Stored data
★ ★ ★ ★ ★

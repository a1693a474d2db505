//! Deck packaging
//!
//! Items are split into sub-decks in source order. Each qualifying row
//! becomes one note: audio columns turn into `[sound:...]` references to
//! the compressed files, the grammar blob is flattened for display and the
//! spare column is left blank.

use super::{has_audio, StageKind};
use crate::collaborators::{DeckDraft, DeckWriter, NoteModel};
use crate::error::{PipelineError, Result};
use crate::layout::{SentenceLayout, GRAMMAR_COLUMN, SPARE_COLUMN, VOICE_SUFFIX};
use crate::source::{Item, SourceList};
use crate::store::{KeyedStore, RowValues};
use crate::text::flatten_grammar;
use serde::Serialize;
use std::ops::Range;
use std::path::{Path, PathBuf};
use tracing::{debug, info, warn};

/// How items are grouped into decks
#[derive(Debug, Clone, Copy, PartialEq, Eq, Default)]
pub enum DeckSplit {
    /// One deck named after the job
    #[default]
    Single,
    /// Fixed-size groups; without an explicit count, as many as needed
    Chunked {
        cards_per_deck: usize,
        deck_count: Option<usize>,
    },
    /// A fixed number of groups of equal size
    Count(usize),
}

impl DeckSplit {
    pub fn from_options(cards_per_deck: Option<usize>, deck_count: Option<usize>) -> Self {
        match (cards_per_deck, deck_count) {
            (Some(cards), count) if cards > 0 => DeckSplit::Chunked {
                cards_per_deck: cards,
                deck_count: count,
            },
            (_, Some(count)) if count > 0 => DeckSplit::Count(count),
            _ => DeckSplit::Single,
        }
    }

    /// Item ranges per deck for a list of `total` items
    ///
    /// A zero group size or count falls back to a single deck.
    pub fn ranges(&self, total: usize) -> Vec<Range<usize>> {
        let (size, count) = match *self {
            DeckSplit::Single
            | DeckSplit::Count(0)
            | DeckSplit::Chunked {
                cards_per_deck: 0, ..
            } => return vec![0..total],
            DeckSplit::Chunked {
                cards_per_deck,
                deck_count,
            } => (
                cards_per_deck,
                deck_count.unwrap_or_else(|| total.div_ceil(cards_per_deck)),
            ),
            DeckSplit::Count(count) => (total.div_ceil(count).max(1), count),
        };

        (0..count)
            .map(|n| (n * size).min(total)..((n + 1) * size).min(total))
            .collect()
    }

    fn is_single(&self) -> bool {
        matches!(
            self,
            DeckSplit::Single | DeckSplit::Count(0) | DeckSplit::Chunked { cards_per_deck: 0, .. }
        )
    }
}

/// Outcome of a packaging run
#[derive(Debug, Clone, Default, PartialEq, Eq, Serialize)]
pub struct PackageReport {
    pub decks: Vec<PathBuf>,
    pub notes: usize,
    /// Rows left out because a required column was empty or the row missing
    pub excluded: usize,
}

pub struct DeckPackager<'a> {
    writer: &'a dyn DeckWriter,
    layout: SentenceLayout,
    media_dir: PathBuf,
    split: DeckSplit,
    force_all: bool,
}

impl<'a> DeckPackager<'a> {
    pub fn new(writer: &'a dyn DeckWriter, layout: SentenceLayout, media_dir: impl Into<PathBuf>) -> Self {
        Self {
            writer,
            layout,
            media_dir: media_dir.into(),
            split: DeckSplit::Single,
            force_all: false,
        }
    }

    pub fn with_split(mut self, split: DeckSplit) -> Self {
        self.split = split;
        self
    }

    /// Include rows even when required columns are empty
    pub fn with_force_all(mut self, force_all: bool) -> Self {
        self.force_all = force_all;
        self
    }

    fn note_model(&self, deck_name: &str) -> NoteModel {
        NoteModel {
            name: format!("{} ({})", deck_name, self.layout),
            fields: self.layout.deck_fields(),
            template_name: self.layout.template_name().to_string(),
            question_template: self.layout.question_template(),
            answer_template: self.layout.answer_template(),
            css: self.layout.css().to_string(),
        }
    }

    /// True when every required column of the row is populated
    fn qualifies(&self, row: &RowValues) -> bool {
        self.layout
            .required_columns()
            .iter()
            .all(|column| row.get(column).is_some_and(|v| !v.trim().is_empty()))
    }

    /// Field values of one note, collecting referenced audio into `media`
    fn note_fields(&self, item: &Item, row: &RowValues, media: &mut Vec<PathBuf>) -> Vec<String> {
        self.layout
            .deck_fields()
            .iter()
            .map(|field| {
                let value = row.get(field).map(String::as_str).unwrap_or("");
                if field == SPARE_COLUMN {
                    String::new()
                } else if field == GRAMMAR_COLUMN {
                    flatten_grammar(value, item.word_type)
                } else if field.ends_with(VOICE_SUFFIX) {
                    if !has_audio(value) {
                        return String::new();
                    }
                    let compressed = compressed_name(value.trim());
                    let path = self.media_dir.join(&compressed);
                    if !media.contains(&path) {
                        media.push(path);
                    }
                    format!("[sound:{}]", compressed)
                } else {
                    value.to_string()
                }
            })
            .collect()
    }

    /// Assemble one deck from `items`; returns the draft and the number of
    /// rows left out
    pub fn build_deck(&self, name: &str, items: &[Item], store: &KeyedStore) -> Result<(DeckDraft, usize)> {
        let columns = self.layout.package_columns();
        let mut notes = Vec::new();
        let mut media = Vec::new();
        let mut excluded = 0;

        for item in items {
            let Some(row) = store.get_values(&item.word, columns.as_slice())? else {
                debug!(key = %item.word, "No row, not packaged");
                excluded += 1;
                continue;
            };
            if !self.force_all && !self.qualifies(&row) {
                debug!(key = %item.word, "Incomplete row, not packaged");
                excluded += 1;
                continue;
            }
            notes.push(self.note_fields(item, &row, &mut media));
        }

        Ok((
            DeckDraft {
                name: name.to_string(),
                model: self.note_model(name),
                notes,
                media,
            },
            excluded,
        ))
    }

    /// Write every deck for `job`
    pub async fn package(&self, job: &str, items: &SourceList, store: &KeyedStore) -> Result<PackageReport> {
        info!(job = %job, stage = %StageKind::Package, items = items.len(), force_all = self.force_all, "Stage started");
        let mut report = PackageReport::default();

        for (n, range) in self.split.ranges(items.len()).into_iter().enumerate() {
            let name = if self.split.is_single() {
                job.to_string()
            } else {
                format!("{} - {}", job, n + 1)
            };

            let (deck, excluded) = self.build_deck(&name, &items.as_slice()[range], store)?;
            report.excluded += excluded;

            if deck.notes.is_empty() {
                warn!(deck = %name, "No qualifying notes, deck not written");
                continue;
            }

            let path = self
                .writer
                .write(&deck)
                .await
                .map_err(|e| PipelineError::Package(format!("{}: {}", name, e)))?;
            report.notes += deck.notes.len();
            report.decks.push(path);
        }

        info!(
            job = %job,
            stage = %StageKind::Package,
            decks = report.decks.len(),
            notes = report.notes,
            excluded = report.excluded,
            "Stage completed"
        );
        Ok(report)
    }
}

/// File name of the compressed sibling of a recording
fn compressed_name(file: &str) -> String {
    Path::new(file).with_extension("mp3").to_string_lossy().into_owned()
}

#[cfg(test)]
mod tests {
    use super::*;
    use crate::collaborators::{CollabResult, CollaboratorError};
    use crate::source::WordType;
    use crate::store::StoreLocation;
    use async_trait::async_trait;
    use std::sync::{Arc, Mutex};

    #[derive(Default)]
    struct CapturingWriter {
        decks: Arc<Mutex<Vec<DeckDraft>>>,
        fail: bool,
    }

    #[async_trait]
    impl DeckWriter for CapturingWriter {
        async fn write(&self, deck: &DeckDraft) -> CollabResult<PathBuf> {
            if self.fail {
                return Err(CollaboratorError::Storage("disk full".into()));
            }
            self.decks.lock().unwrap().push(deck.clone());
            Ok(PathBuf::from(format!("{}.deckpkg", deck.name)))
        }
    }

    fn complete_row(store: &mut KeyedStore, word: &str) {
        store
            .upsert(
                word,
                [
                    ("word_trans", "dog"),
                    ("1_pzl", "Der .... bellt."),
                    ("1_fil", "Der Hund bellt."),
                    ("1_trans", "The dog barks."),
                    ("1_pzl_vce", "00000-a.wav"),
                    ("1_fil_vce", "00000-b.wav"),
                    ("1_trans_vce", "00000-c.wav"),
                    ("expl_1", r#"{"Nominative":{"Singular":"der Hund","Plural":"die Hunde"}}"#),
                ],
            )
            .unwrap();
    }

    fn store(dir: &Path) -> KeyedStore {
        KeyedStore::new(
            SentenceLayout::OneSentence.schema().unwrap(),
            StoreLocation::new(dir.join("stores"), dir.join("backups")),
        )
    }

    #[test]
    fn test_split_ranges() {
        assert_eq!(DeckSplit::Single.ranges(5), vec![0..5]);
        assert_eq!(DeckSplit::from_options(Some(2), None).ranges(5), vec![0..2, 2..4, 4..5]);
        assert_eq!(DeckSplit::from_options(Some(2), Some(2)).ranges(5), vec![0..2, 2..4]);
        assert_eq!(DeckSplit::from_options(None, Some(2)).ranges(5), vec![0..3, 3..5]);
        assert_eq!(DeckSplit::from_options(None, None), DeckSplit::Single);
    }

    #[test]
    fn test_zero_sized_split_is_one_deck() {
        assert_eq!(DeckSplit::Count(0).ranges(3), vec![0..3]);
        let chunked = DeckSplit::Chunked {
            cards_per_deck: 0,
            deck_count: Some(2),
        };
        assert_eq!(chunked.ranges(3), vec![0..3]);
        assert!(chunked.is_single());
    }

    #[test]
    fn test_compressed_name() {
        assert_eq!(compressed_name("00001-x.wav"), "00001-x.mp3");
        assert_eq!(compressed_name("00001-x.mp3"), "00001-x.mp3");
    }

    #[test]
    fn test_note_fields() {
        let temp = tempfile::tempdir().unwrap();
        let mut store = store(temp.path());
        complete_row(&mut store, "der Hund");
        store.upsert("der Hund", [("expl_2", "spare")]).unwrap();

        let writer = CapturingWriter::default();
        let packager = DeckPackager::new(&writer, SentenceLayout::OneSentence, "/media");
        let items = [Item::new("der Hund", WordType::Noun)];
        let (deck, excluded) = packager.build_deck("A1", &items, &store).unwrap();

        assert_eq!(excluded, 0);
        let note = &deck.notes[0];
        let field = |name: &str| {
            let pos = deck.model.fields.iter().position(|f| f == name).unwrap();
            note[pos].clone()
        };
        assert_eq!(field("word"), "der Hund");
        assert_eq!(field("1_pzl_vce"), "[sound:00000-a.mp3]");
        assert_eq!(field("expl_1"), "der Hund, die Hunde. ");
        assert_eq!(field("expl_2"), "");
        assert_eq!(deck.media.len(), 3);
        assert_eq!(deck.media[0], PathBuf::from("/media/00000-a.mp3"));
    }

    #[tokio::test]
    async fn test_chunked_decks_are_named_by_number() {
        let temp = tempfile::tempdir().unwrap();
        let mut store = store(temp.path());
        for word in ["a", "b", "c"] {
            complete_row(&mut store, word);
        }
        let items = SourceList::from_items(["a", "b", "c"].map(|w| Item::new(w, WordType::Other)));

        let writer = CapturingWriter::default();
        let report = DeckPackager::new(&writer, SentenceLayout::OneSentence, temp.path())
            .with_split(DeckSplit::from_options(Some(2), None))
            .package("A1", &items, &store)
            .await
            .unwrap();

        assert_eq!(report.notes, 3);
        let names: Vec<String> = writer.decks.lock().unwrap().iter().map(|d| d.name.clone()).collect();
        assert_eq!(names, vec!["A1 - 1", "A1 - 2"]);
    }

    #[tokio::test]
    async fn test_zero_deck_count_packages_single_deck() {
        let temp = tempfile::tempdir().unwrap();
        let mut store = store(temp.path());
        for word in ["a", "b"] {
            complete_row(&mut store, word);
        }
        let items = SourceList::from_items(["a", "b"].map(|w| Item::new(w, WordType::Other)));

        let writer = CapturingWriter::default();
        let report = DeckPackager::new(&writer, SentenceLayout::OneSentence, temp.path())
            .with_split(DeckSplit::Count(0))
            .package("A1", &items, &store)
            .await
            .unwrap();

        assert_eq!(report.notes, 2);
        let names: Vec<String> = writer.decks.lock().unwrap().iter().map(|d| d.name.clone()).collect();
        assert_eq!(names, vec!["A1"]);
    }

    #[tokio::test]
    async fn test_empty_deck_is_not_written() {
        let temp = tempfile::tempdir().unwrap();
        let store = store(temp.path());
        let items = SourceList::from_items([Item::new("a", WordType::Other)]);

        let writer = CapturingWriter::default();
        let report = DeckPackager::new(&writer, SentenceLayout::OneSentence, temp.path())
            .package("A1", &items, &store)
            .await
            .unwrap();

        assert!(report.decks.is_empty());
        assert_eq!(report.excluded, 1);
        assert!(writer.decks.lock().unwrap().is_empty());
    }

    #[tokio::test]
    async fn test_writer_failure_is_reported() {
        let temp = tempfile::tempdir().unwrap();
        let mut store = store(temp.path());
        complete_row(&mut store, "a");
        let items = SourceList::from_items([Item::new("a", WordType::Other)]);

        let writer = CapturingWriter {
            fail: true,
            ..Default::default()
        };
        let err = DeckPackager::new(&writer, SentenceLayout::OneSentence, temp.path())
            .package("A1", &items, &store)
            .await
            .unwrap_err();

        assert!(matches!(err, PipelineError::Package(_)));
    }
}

★ ★ ★ ★ ★

» **Exercise**
From the records above, copy each line that contains the word "Serialize".

» **Exercise output**
use serde::Serialize;
#[derive(Debug, Clone, Default, PartialEq, Eq, Serialize)]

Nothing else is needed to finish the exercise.